## [Task to complete]
Count the lines in the data below that include the word "opposite", then state the total and nothing besides.

-------- Data --------

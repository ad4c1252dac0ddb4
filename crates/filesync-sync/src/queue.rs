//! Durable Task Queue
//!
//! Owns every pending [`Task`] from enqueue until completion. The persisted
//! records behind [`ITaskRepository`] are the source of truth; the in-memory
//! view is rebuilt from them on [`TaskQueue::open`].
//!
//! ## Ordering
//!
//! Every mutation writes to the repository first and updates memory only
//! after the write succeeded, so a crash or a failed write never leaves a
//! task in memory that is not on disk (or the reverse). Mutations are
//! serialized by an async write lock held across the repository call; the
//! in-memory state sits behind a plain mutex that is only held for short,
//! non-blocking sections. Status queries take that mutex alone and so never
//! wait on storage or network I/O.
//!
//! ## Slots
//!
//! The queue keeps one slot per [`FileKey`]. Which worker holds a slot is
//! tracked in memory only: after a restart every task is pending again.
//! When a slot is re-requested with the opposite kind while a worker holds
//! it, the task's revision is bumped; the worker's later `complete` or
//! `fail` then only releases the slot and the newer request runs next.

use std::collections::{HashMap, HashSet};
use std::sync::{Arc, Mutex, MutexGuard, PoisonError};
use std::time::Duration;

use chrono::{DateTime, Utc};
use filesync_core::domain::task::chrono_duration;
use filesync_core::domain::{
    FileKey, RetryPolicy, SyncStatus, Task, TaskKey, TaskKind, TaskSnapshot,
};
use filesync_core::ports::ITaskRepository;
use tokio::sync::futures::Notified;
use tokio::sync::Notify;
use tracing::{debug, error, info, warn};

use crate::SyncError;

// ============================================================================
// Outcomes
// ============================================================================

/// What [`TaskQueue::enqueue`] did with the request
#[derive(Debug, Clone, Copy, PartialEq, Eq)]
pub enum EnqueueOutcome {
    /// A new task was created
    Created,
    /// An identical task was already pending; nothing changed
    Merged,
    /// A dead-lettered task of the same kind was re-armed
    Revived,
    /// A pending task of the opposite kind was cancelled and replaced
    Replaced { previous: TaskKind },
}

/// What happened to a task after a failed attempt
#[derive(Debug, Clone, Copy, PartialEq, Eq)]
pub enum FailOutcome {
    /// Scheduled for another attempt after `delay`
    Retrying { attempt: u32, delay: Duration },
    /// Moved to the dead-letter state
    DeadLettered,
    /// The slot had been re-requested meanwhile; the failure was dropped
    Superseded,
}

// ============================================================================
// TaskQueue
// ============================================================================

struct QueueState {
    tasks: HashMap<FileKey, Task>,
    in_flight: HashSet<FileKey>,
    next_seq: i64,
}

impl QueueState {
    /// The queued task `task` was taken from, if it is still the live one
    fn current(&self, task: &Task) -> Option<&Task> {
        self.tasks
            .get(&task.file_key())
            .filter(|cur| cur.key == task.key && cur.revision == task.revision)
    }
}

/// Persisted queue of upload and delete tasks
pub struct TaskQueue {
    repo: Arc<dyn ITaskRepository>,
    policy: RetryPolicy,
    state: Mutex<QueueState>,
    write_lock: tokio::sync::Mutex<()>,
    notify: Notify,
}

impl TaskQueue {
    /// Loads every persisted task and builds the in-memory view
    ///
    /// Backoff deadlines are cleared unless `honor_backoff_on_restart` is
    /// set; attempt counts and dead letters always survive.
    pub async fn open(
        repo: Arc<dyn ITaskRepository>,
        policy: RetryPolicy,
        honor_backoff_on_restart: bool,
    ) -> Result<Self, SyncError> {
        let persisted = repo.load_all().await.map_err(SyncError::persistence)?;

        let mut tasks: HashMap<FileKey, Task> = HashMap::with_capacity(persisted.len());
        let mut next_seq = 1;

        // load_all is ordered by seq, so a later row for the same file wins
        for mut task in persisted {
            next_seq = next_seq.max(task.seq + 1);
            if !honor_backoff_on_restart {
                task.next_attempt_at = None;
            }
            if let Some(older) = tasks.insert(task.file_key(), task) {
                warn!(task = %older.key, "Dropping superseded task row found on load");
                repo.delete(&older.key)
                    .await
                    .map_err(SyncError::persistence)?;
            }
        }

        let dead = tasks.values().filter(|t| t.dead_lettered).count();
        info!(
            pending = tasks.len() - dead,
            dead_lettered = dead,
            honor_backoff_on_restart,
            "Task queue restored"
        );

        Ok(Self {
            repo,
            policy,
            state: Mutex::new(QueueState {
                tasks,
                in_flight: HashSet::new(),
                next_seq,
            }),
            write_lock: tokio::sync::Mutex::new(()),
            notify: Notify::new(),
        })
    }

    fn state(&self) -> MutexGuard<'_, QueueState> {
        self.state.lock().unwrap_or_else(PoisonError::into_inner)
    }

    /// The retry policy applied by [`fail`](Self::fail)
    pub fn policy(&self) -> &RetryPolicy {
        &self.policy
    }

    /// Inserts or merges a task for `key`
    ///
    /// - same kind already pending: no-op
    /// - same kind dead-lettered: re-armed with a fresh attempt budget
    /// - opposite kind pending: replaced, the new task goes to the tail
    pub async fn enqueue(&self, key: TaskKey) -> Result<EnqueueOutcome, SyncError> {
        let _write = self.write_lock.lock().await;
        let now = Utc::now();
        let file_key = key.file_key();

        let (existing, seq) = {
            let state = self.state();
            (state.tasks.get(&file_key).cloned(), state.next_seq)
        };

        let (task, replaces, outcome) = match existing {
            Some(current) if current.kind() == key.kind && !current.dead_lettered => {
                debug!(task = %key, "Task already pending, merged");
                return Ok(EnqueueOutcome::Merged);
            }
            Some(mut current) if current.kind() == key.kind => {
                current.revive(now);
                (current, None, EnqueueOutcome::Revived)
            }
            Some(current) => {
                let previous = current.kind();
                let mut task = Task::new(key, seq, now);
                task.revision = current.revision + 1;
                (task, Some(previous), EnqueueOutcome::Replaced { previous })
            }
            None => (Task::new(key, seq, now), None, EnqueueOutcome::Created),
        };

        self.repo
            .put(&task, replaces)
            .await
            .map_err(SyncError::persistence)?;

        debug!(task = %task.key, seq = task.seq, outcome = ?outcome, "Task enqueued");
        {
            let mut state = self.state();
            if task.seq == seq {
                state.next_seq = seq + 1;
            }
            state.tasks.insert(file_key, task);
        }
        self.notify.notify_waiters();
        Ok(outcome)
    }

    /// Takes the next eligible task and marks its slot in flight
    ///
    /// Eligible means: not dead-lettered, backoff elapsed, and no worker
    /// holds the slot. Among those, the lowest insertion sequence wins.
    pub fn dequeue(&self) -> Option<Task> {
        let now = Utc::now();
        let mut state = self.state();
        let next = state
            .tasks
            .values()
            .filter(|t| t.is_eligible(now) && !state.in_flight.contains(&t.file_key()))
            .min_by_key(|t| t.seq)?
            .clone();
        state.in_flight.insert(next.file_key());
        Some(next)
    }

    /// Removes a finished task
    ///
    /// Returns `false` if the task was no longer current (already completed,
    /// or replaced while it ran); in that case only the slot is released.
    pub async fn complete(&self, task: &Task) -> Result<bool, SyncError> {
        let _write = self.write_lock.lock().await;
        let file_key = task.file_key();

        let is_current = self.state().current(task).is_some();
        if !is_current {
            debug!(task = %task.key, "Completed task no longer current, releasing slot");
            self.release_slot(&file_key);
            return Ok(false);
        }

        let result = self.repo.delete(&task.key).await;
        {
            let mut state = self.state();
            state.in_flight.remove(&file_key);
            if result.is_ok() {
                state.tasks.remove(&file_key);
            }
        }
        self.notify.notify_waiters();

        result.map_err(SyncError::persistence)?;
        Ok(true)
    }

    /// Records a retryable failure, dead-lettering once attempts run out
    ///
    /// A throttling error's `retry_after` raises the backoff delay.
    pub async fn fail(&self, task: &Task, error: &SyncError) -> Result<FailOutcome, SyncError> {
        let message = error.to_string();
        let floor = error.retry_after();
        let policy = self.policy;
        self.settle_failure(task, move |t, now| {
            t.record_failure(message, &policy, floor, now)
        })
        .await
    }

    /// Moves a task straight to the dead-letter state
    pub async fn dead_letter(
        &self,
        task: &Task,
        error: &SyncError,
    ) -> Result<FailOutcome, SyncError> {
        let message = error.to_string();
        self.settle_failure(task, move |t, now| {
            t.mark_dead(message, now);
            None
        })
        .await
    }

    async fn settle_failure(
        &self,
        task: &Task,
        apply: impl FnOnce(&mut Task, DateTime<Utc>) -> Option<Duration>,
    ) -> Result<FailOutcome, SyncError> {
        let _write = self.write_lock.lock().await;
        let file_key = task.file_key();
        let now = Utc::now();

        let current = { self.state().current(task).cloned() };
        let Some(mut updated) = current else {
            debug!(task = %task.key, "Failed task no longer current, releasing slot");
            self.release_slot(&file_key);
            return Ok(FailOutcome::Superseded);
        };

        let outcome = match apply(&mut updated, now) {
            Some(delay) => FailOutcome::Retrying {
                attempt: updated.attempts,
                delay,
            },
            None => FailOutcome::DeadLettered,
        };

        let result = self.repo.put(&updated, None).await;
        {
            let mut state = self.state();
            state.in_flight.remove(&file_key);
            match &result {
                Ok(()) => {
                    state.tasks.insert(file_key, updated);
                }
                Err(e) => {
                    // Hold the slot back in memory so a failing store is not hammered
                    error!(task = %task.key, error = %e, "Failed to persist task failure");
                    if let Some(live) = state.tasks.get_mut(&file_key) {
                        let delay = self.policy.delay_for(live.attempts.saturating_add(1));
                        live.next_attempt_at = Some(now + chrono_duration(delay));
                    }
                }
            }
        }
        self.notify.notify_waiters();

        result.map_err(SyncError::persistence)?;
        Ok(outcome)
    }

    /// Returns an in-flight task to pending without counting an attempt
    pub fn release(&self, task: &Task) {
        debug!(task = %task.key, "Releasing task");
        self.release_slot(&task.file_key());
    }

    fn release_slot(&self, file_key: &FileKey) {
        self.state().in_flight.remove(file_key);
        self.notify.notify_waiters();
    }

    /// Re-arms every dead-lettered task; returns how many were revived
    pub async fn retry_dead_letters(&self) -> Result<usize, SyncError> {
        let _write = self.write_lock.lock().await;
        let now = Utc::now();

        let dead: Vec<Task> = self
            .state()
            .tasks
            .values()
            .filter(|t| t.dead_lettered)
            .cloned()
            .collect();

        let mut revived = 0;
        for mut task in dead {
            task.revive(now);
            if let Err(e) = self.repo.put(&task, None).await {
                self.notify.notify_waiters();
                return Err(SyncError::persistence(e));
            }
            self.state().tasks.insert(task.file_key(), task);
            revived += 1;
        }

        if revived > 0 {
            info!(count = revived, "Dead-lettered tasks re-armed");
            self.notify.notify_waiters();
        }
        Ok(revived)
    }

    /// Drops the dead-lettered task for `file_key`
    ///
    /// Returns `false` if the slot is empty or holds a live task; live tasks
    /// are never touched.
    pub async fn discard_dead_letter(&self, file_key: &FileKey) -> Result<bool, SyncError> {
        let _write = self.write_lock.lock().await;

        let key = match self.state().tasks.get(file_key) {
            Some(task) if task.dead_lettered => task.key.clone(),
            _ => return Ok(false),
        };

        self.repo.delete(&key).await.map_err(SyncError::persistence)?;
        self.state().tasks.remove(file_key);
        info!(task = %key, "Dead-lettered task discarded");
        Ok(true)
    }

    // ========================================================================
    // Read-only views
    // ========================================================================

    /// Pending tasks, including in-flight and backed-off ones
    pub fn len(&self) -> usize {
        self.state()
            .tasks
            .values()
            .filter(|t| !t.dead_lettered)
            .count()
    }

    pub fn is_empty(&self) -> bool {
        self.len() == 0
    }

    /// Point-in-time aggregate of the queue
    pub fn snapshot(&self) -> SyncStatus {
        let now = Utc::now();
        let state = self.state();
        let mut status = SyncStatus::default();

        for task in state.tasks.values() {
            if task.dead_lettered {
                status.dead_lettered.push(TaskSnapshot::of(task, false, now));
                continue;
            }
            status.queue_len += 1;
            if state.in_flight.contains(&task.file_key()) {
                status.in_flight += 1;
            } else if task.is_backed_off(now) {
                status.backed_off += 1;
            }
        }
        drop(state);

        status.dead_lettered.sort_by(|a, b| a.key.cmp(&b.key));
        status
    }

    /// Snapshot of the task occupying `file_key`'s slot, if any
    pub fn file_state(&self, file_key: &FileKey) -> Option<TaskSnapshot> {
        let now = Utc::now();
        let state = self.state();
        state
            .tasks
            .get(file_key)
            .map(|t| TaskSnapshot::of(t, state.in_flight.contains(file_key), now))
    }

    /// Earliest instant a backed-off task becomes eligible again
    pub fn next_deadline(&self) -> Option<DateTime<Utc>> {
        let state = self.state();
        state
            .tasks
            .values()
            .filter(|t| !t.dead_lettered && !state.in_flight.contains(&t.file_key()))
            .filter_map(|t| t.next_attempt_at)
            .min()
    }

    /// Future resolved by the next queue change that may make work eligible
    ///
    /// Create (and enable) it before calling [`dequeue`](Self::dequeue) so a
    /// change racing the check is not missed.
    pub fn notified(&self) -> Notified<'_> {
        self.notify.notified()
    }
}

--------

## [Your response]
3